**PROVIDED RECORDS**:
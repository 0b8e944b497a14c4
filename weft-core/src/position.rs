//! Source positions for diagnostics.

use std::fmt;

/// A line/column position within template source.
///
/// Lines start at 1. Columns start at 0 and reset to 0 on every newline.
#[derive(Debug, Clone, Copy, PartialEq, Eq)]
pub struct Position {
    pub line: u32,
    pub column: u32,
}

impl Position {
    /// The position of the first character of a source string.
    pub fn start() -> Self {
        Position { line: 1, column: 0 }
    }
}

impl fmt::Display for Position {
    fn fmt(&self, f: &mut fmt::Formatter<'_>) -> fmt::Result {
        write!(f, "{}:{}", self.line, self.column)
    }
}
//! Tokenizer for template markup and the embedded boolean-expression
//! mini-language.
//!
//! The lexer consumes the [`Scanner`] lazily: `peek` computes and caches
//! exactly one token ahead, `next` consumes it. Literal text between markup
//! forms is returned as a single `Text` token; `{{ .. }}`, `{% .. %}` and
//! `{> .. }` produce the structured kinds. The token sequence for an `if`
//! tag's condition is captured eagerly, since the closing `%}` bounds it.

use crate::error::TemplateError;
use crate::position::Position;
use crate::scanner::Scanner;

/// Comparison and boolean operators allowed inside `{% if %}` tags.
#[derive(Debug, Clone, Copy, PartialEq, Eq)]
pub enum Operator {
    /// `==`
    Eq,
    /// `!=`
    Ne,
    /// `&&`
    And,
    /// `||`
    Or,
}

/// One token of the boolean-expression mini-language.
#[derive(Debug, Clone, PartialEq)]
pub enum ExprToken {
    /// A bare identifier: a variable path, `true`/`false`, or `exists`.
    Ident(String),
    /// A quoted string literal, without its quotes. No escape sequences.
    Str(String),
    /// An integer or decimal number.
    Number(f64),
    Op(Operator),
}

/// Kind of a markup-level token.
#[derive(Debug, Clone, PartialEq)]
pub enum TokenKind {
    /// A run of literal text between markup forms.
    Text(String),
    /// `{{ name }}` — a dotted-path interpolation.
    Variable(String),
    /// `{> name}` — a reference to a registered partial.
    Partial(String),
    /// `{% for iterable as binding %}`
    For { iterable: String, binding: String },
    /// `{% if .. %}` with the condition's expression tokens.
    If(Vec<ExprToken>),
    /// `{% else %}`
    Else,
    /// `{% end %}`
    End,
}

/// A markup token together with the position it started at.
#[derive(Debug, Clone, PartialEq)]
pub struct Token {
    pub kind: TokenKind,
    pub pos: Position,
}

pub struct Lexer {
    scanner: Scanner,
    cached: Option<Token>,
}

impl Lexer {
    pub fn new(source: &str) -> Self {
        Lexer {
            scanner: Scanner::new(source),
            cached: None,
        }
    }

    /// Compute and cache the next token without consuming it.
    pub fn peek(&mut self) -> Result<Option<&Token>, TemplateError> {
        if self.cached.is_none() {
            self.cached = self.read_next()?;
        }
        Ok(self.cached.as_ref())
    }

    pub fn next(&mut self) -> Result<Option<Token>, TemplateError> {
        if let Some(token) = self.cached.take() {
            return Ok(Some(token));
        }
        self.read_next()
    }

    pub fn at_end(&mut self) -> Result<bool, TemplateError> {
        Ok(self.peek()?.is_none())
    }

    fn read_next(&mut self) -> Result<Option<Token>, TemplateError> {
        if self.scanner.at_end() {
            return Ok(None);
        }
        let pos = self.scanner.position();
        let kind = match (self.scanner.peek(0), self.scanner.peek(1)) {
            (Some('{'), Some('{')) => self.read_variable()?,
            (Some('{'), Some('%')) => self.read_control()?,
            (Some('{'), Some('>')) => self.read_partial()?,
            _ => self.read_text()?,
        };
        Ok(Some(Token { kind, pos }))
    }

    fn read_variable(&mut self) -> Result<TokenKind, TemplateError> {
        self.expect_literal("{{")?;
        self.skip_spaces()?;
        let name = self.read_while(|c| c != ' ' && c != '}')?;
        self.skip_spaces()?;
        self.expect_literal("}}")?;
        Ok(TokenKind::Variable(name))
    }

    fn read_partial(&mut self) -> Result<TokenKind, TemplateError> {
        self.expect_literal("{>")?;
        self.skip_spaces()?;
        let name = self.read_while(|c| c != ' ' && c != '}')?;
        self.skip_spaces()?;
        self.expect_literal("}")?;
        Ok(TokenKind::Partial(name))
    }

    fn read_text(&mut self) -> Result<TokenKind, TemplateError> {
        let mut text = String::new();
        while let Some(ch) = self.scanner.peek(0) {
            if ch == '{' && matches!(self.scanner.peek(1), Some('{' | '%' | '>')) {
                break;
            }
            text.push(self.scanner.advance()?);
        }
        Ok(TokenKind::Text(text))
    }

    fn read_control(&mut self) -> Result<TokenKind, TemplateError> {
        self.expect_literal("{%")?;
        self.skip_spaces()?;
        let keyword_pos = self.scanner.position();
        let keyword = self.read_while(|c| c.is_ascii_alphabetic())?;
        match keyword.as_str() {
            "for" => self.read_for(),
            "if" => Ok(TokenKind::If(self.read_expr_tokens()?)),
            "else" => {
                self.skip_spaces()?;
                self.expect_literal("%}")?;
                Ok(TokenKind::Else)
            }
            "end" => {
                self.skip_spaces()?;
                self.expect_literal("%}")?;
                Ok(TokenKind::End)
            }
            _ => Err(TemplateError::UnknownControlKeyword {
                keyword,
                position: keyword_pos,
            }),
        }
    }

    fn read_for(&mut self) -> Result<TokenKind, TemplateError> {
        self.skip_spaces()?;
        let iterable = self.read_while(|c| c != ' ' && c != '%')?;
        self.skip_spaces()?;
        self.expect_literal("as")?;
        self.skip_spaces()?;
        let binding = self.read_while(|c| c != ' ' && c != '%')?;
        self.skip_spaces()?;
        self.expect_literal("%}")?;
        Ok(TokenKind::For { iterable, binding })
    }

    /// Tokenize an `if` condition up to (and through) the closing `%}`.
    fn read_expr_tokens(&mut self) -> Result<Vec<ExprToken>, TemplateError> {
        let mut tokens = Vec::new();
        loop {
            while matches!(self.scanner.peek(0), Some(c) if c.is_whitespace()) {
                self.scanner.advance()?;
            }
            match self.scanner.peek(0) {
                None => {
                    return Err(TemplateError::UnexpectedEndOfInput(self.scanner.position()));
                }
                Some('%') if self.scanner.peek(1) == Some('}') => {
                    self.expect_literal("%}")?;
                    return Ok(tokens);
                }
                Some(ch) => tokens.push(self.read_expr_token(ch)?),
            }
        }
    }

    fn read_expr_token(&mut self, first: char) -> Result<ExprToken, TemplateError> {
        match first {
            '\'' | '"' => self.read_string_literal(first),
            '0'..='9' => self.read_number(),
            '=' | '!' | '&' | '|' => self.read_operator(),
            c if c.is_alphabetic() || c == '_' => self.read_expr_ident(),
            _ => Err(TemplateError::UnexpectedCharacter {
                expected: "an expression token".to_string(),
                position: self.scanner.position(),
            }),
        }
    }

    /// Quoted string, read to the matching quote. Unterminated literals run
    /// to the end of input and fail there.
    fn read_string_literal(&mut self, quote: char) -> Result<ExprToken, TemplateError> {
        self.scanner.advance()?;
        let mut value = String::new();
        loop {
            let ch = self.scanner.advance()?;
            if ch == quote {
                return Ok(ExprToken::Str(value));
            }
            value.push(ch);
        }
    }

    /// Digits, optionally extended by a single `.` and more digits.
    fn read_number(&mut self) -> Result<ExprToken, TemplateError> {
        let position = self.scanner.position();
        let mut digits = self.read_while(|c| c.is_ascii_digit())?;
        if self.scanner.peek(0) == Some('.')
            && matches!(self.scanner.peek(1), Some(c) if c.is_ascii_digit())
        {
            digits.push(self.scanner.advance()?);
            digits.push_str(&self.read_while(|c| c.is_ascii_digit())?);
        }
        let value = digits
            .parse()
            .map_err(|_| TemplateError::UnexpectedCharacter {
                expected: "a number".to_string(),
                position,
            })?;
        Ok(ExprToken::Number(value))
    }

    /// Two-character operator. The first character commits to a partner;
    /// anything else in second position is an unknown operator.
    fn read_operator(&mut self) -> Result<ExprToken, TemplateError> {
        let position = self.scanner.position();
        let first = self.scanner.advance()?;
        let (partner, operator) = match first {
            '=' => ('=', Operator::Eq),
            '!' => ('=', Operator::Ne),
            '&' => ('&', Operator::And),
            '|' => ('|', Operator::Or),
            other => {
                return Err(TemplateError::UnknownOperator {
                    found: other.to_string(),
                    position,
                });
            }
        };
        match self.scanner.peek(0) {
            Some(ch) if ch == partner => {
                self.scanner.advance()?;
                Ok(ExprToken::Op(operator))
            }
            Some(ch) => Err(TemplateError::UnknownOperator {
                found: format!("{first}{ch}"),
                position,
            }),
            None => Err(TemplateError::UnknownOperator {
                found: first.to_string(),
                position,
            }),
        }
    }

    // Dots are identifier characters here so that dotted paths can appear in
    // conditions: `{% if foo.bar == "bar" %}`.
    fn read_expr_ident(&mut self) -> Result<ExprToken, TemplateError> {
        let ident = self.read_while(|c| c.is_alphanumeric() || c == '_' || c == '.')?;
        Ok(ExprToken::Ident(ident))
    }

    fn skip_spaces(&mut self) -> Result<(), TemplateError> {
        while self.scanner.peek(0) == Some(' ') {
            self.scanner.advance()?;
        }
        Ok(())
    }

    fn read_while(&mut self, pred: impl Fn(char) -> bool) -> Result<String, TemplateError> {
        let mut out = String::new();
        while let Some(ch) = self.scanner.peek(0) {
            if !pred(ch) {
                break;
            }
            out.push(self.scanner.advance()?);
        }
        Ok(out)
    }

    /// Require `expected` verbatim at the cursor.
    fn expect_literal(&mut self, expected: &'static str) -> Result<(), TemplateError> {
        for want in expected.chars() {
            let position = self.scanner.position();
            match self.scanner.peek(0) {
                Some(ch) if ch == want => {
                    self.scanner.advance()?;
                }
                _ => {
                    return Err(TemplateError::UnexpectedCharacter {
                        expected: format!("'{expected}'"),
                        position,
                    });
                }
            }
        }
        Ok(())
    }
}
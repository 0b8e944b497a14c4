use thiserror::Error;

use crate::position::Position;

/// Every failure the compile and render pipeline can produce.
///
/// Scanner, lexer, and parser errors abort compilation entirely; the only
/// render-time variant is `UnresolvableIterator`. An unresolved plain
/// variable reference is not an error, it renders as the empty string.
#[derive(Debug, Error)]
pub enum TemplateError {
    #[error("unexpected end of input at {0}")]
    UnexpectedEndOfInput(Position),
    #[error("expected {expected} at {position}")]
    UnexpectedCharacter { expected: String, position: Position },
    #[error("unknown control keyword '{keyword}' at {position}, expected one of: for, if, else, end")]
    UnknownControlKeyword { keyword: String, position: Position },
    #[error("unknown operator '{found}' at {position}")]
    UnknownOperator { found: String, position: Position },
    #[error("'{construct}' block starting at {position} was never terminated")]
    UnterminatedBlock {
        construct: &'static str,
        position: Position,
    },
    #[error("malformed boolean expression at {0}")]
    MalformedExpression(Position),
    #[error("no partial named '{0}' is registered")]
    UnknownPartial(String),
    #[error("cannot resolve '{path}' to an iterable sequence")]
    UnresolvableIterator { path: String },
    #[error("failed to read partial source: {0}")]
    Io(#[from] std::io::Error),
}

**WHAT IS BEING ASKED**:
Print, please, the lines from the first line of the material through the line that contains "fn fmt(&self, f: &mut", exactly as written and with nothing added.

**EXERCISE SOLUTION**:
repository 0b8e944b497a14c4
filename weft-core/src/position.rs
//! Source positions for diagnostics.

use std::fmt;

/// A line/column position within template source.
///
/// Lines start at 1. Columns start at 0 and reset to 0 on every newline.
#[derive(Debug, Clone, Copy, PartialEq, Eq)]
pub struct Position {
    pub line: u32,
    pub column: u32,
}

impl Position {
    /// The position of the first character of a source string.
    pub fn start() -> Self {
        Position { line: 1, column: 0 }
    }
}

impl fmt::Display for Position {
    fn fmt(&self, f: &mut fmt::Formatter<'_>) -> fmt::Result {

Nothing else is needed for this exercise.